Os problemas eram imagens invertidas. A Inglaterra precisava sufocar um time montado em torno de um dos finalizadores mais perigosos do torneio, uma seleção cuja lógica ofensiva inteira passava por um único ponto do campo. A Argentina tinha a tarefa contrária: abrir um adversário que não ficou atrás no placar por um minuto sequer em todo o torneio, um bloco que não entregava nada e obrigava o rival a assumir o risco. Uma precisava negar; a outra precisava construir. As duas acertaram na resposta, e as quatro que seguem de pé agora compartilham um traço que vale a pena nomear.

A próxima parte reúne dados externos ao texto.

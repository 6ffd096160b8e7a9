use serde::{Deserialize, Serialize};

#[derive(Debug, Clone, Copy, PartialEq, Eq, Hash, Serialize, Deserialize, Default)]
#[serde(rename_all = "SCREAMING_SNAKE_CASE")]
pub enum Rarity {
    #[default]
    Common,
    Rare,
    Epic,
    Legendary,
}

impl Rarity {
    pub fn code(self) -> &'static str {
        match self {
            Rarity::Common => "COMMON",
            Rarity::Rare => "RARE",
            Rarity::Epic => "EPIC",
            Rarity::Legendary => "LEGENDARY",
        }
    }

    pub fn from_code(code: &str) -> Option<Rarity> {
        [Rarity::Common, Rarity::Rare, Rarity::Epic, Rarity::Legendary]
            .into_iter()
            .find(|r| r.code() == code)
    }

    pub fn display(self) -> &'static str {
        match self {
            Rarity::Common => "Common",
            Rarity::Rare => "Rare",
            Rarity::Epic => "Epic",
            Rarity::Legendary => "Legendary",
        }
    }
}

#[derive(Debug, Clone, Copy, PartialEq, Eq)]
pub enum ItemFamily {
    Artifact,
    Stone,
    StoneFragment,
    Ingredient,
}

const INGREDIENTS: [&str; 3] = ["GOLD_METEORITE", "SOLAR_TITANIUM", "TAU_CETI_GEODE"];

/// Classify an item by its identifier, e.g. `SOUL_STONE_FRAGMENT`.
pub fn family(name: &str) -> ItemFamily {
    if name.contains("_FRAGMENT") {
        ItemFamily::StoneFragment
    } else if name.contains("_STONE") {
        ItemFamily::Stone
    } else if INGREDIENTS.contains(&name) {
        ItemFamily::Ingredient
    } else {
        ItemFamily::Artifact
    }
}

/// In-game tier number for a drop at the given zero-based level.
pub fn tier_number(name: &str, level: u32) -> u32 {
    match family(name) {
        ItemFamily::Artifact | ItemFamily::Ingredient => level + 1,
        // Fragments are T1, so stones start at T2.
        ItemFamily::Stone => level + 2,
        ItemFamily::StoneFragment => 1,
    }
}

/// Human-readable name, e.g. `BOOK_OF_BASAN` -> `Book of Basan`.
pub fn cased_name(name: &str) -> String {
    let spaced = match name {
        "VIAL_MARTIAN_DUST" => "vial of martian dust".to_string(),
        "ORNATE_GUSSET" => "gusset".to_string(),
        "MERCURYS_LENS" => "mercury's lens".to_string(),
        other => other.replace('_', " ").to_lowercase(),
    };
    let mut cased = String::with_capacity(spaced.len());
    let mut chars = spaced.chars();
    if let Some(first) = chars.next() {
        cased.extend(first.to_uppercase());
        cased.push_str(chars.as_str());
    }
    for (word, proper) in [
        ("demeters", "Demeters"),
        ("midas", "Midas"),
        ("eggendil", "Eggendil"),
        ("martian", "Martian"),
        ("basan", "Basan"),
        ("aurelian", "Aurelian"),
        ("mercury", "Mercury"),
        ("tau ceti", "Tau Ceti"),
        ("Tau ceti", "Tau Ceti"),
    ] {
        cased = cased.replace(word, proper);
    }
    cased
}

/// `Name (T3)` with the rarity appended when above common.
pub fn display(name: &str, level: u32, rarity: Rarity) -> String {
    let mut s = format!("{} (T{})", cased_name(name), tier_number(name, level));
    if rarity != Rarity::Common {
        s.push_str(", ");
        s.push_str(rarity.display());
    }
    s
}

A Inglaterra desliga a fonte

A Noruega foi a história desta fase. Primeira Copa do Mundo desde 1998, primeira quarta de final da sua história, uma campanha sustentada pela finalização de Erling Haaland e pelo abastecimento de Martin Ødegaard do meio-campo. O atacante chegou entre os oito últimos como um dos artilheiros da competição, e o ataque norueguês era, na prática, o mecanismo que fazia a bola chegar até ele. Uma arma temível e também previsível. Você corta a fonte e corta o time.

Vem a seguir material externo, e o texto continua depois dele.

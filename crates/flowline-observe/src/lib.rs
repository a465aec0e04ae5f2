//! Observability setup shared by Flowline binaries.

pub mod tracing_setup;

A Inglaterra de Thomas Tuchel priorizou a defesa desde a fase de grupos, e aqui essa identidade fez o seu trabalho mais claro. O plano não era correr atrás da Noruega, mas estrangular o canal entre o time e o seu atacante: comprimir o espaço entre as linhas para que Ødegaard não achasse a janela do passe, negar a Haaland a bola dentro da área e obrigar a Noruega a construir devagar diante de um bloco defensivo já armado, em vez de correr contra uma defesa esticada. Sem o serviço rápido que tinha derrubado o Brasil na fase anterior, a Noruega ficou reduzida a fabricar de longe e pelos cantos. Encontrou um momento — o gol que a campanha de Haaland tinha merecido —, mas um único lampejo nunca ia bastar contra um time desenhado, acima de tudo, para proteger uma vantagem. A Inglaterra administrou o resto com a calma de quem confia na própria estrutura. A Noruega volta para casa com a melhor Copa da sua história e com um camisa 9 que deixa a América do Norte como um dos jogadores marcantes do torneio.

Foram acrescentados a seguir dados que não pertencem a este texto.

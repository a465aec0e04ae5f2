//! Tool capability: tenant-scoped lookup of executable tool handlers.
//!
//! Hosts either implement [`ToolHandler`] on their own types or wrap an async
//! closure with [`tool_fn`]. [`ToolRegistry`] is an in-memory provider with
//! global tools and per-tenant overrides.

use std::collections::HashMap;
use std::future::Future;
use std::sync::Arc;

use serde_json::Value;

use super::{BoxFuture, CapabilityError};

/// A callable tool.
pub trait ToolHandler: Send + Sync + 'static {
    fn call(&self, args: Value) -> impl Future<Output = Result<Value, CapabilityError>> + Send;
}

pub trait ToolHandlerDyn: Send + Sync {
    fn call_boxed(&self, args: Value) -> BoxFuture<'_, Result<Value, CapabilityError>>;
}

impl<T: ToolHandler> ToolHandlerDyn for T {
    fn call_boxed(&self, args: Value) -> BoxFuture<'_, Result<Value, CapabilityError>> {
        Box::pin(self.call(args))
    }
}

/// Shared, type-erased tool handler.
pub type SharedTool = Arc<dyn ToolHandlerDyn>;

/// Adapter turning an async closure into a [`ToolHandler`].
pub struct FnTool<F>(F);

impl<F, Fut> ToolHandler for FnTool<F>
where
    F: Fn(Value) -> Fut + Send + Sync + 'static,
    Fut: Future<Output = Result<Value, CapabilityError>> + Send + 'static,
{
    fn call(&self, args: Value) -> impl Future<Output = Result<Value, CapabilityError>> + Send {
        (self.0)(args)
    }
}

/// Wrap an async closure as a shared tool handler.
pub fn tool_fn<F, Fut>(f: F) -> SharedTool
where
    F: Fn(Value) -> Fut + Send + Sync + 'static,
    Fut: Future<Output = Result<Value, CapabilityError>> + Send + 'static,
{
    Arc::new(FnTool(f))
}

// ---------------------------------------------------------------------------
// Provider
// ---------------------------------------------------------------------------

/// Resolves tool ids to executable handlers for a tenant.
///
/// Ids with no handler are simply absent from the returned map.
pub trait ToolProvider: Send + Sync + 'static {
    fn executable_tools(
        &self,
        tool_ids: &[String],
        tenant_id: Option<&str>,
    ) -> impl Future<Output = Result<HashMap<String, SharedTool>, CapabilityError>> + Send;
}

pub trait ToolProviderDyn: Send + Sync {
    fn executable_tools_boxed<'a>(
        &'a self,
        tool_ids: &'a [String],
        tenant_id: Option<&'a str>,
    ) -> BoxFuture<'a, Result<HashMap<String, SharedTool>, CapabilityError>>;
}

impl<T: ToolProvider> ToolProviderDyn for T {
    fn executable_tools_boxed<'a>(
        &'a self,
        tool_ids: &'a [String],
        tenant_id: Option<&'a str>,
    ) -> BoxFuture<'a, Result<HashMap<String, SharedTool>, CapabilityError>> {
        Box::pin(self.executable_tools(tool_ids, tenant_id))
    }
}

pub type SharedToolProvider = Arc<dyn ToolProviderDyn>;

// ---------------------------------------------------------------------------
// ToolRegistry
// ---------------------------------------------------------------------------

/// In-memory tool provider. Tenant-scoped tools shadow global ones.
#[derive(Default, Clone)]
pub struct ToolRegistry {
    global: HashMap<String, SharedTool>,
    tenants: HashMap<String, HashMap<String, SharedTool>>,
}

impl ToolRegistry {
    pub fn new() -> Self {
        Self::default()
    }

    /// Register a tool visible to every tenant.
    pub fn register(mut self, id: impl Into<String>, tool: SharedTool) -> Self {
        self.global.insert(id.into(), tool);
        self
    }

    /// Register a tool visible only to `tenant_id`.
    pub fn register_for_tenant(
        mut self,
        tenant_id: impl Into<String>,
        id: impl Into<String>,
        tool: SharedTool,
    ) -> Self {
        self.tenants
            .entry(tenant_id.into())
            .or_default()
            .insert(id.into(), tool);
        self
    }

    fn lookup(&self, id: &str, tenant_id: Option<&str>) -> Option<SharedTool> {
        tenant_id
            .and_then(|tenant| self.tenants.get(tenant))
            .and_then(|tools| tools.get(id))
            .or_else(|| self.global.get(id))
            .cloned()
    }

    pub fn tool_ids(&self) -> Vec<&str> {
        let mut ids: Vec<&str> = self.global.keys().map(String::as_str).collect();
        ids.sort_unstable();
        ids
    }
}

impl ToolProvider for ToolRegistry {
    async fn executable_tools(
        &self,
        tool_ids: &[String],
        tenant_id: Option<&str>,
    ) -> Result<HashMap<String, SharedTool>, CapabilityError> {
        Ok(tool_ids
            .iter()
            .filter_map(|id| self.lookup(id, tenant_id).map(|tool| (id.clone(), tool)))
            .collect())
    }
}

#[cfg(test)]
mod tests {
    use super::*;
    use serde_json::json;

    fn echo_tool(tag: &'static str) -> SharedTool {
        tool_fn(move |args| async move { Ok::<Value, CapabilityError>(json!({ "tag": tag, "args": args })) })
    }

    #[tokio::test]
    async fn tool_fn_invokes_closure() {
        let tool = echo_tool("echo");
        let out = tool.call_boxed(json!({ "x": 1 })).await.unwrap();
        assert_eq!(out, json!({ "tag": "echo", "args": { "x": 1 } }));
    }

    #[tokio::test]
    async fn registry_returns_only_known_tools() {
        let registry = ToolRegistry::new().register("fetch", echo_tool("global"));
        let ids = vec!["fetch".to_string(), "missing".to_string()];
        let tools = registry.executable_tools(&ids, None).await.unwrap();
        assert_eq!(tools.len(), 1);
        assert!(tools.contains_key("fetch"));
    }

    #[tokio::test]
    async fn tenant_tools_shadow_global_and_stay_scoped() {
        let registry = ToolRegistry::new()
            .register("fetch", echo_tool("global"))
            .register_for_tenant("a", "fetch", echo_tool("tenant-a"))
            .register_for_tenant("a", "secret", echo_tool("secret"));
        let ids = vec!["fetch".to_string(), "secret".to_string()];

        let for_a = registry.executable_tools(&ids, Some("a")).await.unwrap();
        let out = for_a["fetch"].call_boxed(json!(null)).await.unwrap();
        assert_eq!(out["tag"], "tenant-a");
        assert!(for_a.contains_key("secret"));

        let for_b = registry.executable_tools(&ids, Some("b")).await.unwrap();
        let out = for_b["fetch"].call_boxed(json!(null)).await.unwrap();
        assert_eq!(out["tag"], "global");
        assert!(!for_b.contains_key("secret"));
    }
}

A Argentina resolve o problema contrário

A Suíça propôs o exame inverso. O time de Murat Yakin chegou às quartas sem nunca ficar atrás no placar, um bloco compacto e disciplinado que pedia paciência ao adversário e punia quem não a tivesse. Aqui não havia uma única ameaça para neutralizar; havia um muro para derrubar. E desmontar um bloco baixo é um ofício diferente de conter uma estrela: você não pode sentar e esperar, tem que criar o perigo você mesmo, contra uma defesa feita para não conceder nada barato.

A Argentina, invicta e com Lionel Messi como artilheiro do torneio, é construída justamente para essa paciência. Em vez de se apressar, segurou a bola, moveu o bloco suíço de um lado para o outro e esperou as costuras abrirem: o peso da posse fazendo o trabalho lento e a qualidade de Messi no último terço fazendo a parte decisiva. O 3-1 não faz justiça nem à facilidade nem à resistência: a Suíça fez a Argentina ganhar cada metro, e a campeã ganhou. A seleção de Lionel Scaloni encontrou um caminho jogo após jogo, ao estilo das equipes que ganham torneios — não dominando cada noventa minutos, mas resolvendo o que cada noventa minutos coloca na sua frente. Na fase anterior foi uma virada de dois gols sobre o Egito; aqui foi a disciplina para desmontar a disciplina.

As quatro que ficam, e o que as une

As semifinais desenham dois contrastes. A França — a única seleção que ainda não foi levada à prorrogação — encara uma Espanha que cresceu no torneio jogo a jogo, controle contra controle, as duas seleções mais completas do chaveamento. Na outra metade, a certeza defensiva da Inglaterra encontra o pedigree de campeã da Argentina, um confronto carregado de história e ainda mais carregado do que está em jogo agora.

Olhe os quatro nomes e um padrão aparece por baixo dos resultados. A França vence pela economia, a Espanha pela posse, a Inglaterra pela estrutura, a Argentina pela gestão do jogo. Nenhuma vence pelo caos. O torneio que começou com zebras — com as que deveriam perder se recusando a fazê-lo — se estreitou até quatro seleções que decidem as partidas administrando-as em vez de apostar nelas. Essa é a história silenciosa destas quartas: o drama foi filtrado, e o que sobra são os times que menos deixam ao acaso. Dois deles não vão sobreviver à semana.